*** SUPPLIED ENTRIES Section Begins ***

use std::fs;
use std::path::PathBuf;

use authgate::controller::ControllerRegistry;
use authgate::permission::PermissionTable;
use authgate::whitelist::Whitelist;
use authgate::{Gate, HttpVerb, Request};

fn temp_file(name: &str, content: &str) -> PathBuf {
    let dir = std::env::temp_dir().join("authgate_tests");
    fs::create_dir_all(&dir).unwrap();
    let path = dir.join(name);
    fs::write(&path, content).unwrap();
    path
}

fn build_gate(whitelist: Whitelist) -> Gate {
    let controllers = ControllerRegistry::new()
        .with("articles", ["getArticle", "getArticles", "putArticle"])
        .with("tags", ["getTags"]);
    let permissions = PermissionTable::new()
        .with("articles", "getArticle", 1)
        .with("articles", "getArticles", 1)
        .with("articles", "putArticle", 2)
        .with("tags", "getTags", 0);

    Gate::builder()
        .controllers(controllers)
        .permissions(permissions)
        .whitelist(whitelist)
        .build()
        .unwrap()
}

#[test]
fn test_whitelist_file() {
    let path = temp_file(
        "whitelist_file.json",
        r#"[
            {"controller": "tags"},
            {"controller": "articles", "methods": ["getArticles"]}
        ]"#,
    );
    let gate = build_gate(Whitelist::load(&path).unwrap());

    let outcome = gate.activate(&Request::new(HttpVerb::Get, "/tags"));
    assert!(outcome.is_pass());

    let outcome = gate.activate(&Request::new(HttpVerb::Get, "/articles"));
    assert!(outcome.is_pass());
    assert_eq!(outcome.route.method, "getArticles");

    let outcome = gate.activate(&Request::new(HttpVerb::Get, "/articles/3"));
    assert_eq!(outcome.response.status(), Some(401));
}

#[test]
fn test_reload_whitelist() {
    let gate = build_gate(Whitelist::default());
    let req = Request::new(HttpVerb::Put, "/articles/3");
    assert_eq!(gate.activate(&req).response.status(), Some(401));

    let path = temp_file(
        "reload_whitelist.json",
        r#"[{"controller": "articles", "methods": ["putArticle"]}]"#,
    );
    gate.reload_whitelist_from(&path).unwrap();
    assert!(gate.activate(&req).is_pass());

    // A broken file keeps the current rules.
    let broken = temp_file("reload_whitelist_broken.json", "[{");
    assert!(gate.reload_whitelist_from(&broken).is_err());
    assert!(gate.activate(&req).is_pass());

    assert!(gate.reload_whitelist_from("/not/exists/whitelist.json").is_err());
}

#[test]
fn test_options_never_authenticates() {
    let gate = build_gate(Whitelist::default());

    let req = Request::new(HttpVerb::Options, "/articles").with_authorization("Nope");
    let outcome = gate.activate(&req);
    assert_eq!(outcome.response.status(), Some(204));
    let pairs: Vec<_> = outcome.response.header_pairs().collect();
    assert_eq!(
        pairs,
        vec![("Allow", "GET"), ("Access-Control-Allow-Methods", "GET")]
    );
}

*** SUPPLIED ENTRIES Section Ends ***

● **TASK STATEMENT**
Copy out every line from the data above that has "PathBuf" in it.

● **TASK ANSWER**
use std::path::PathBuf;
fn temp_file(name: &str, content: &str) -> PathBuf {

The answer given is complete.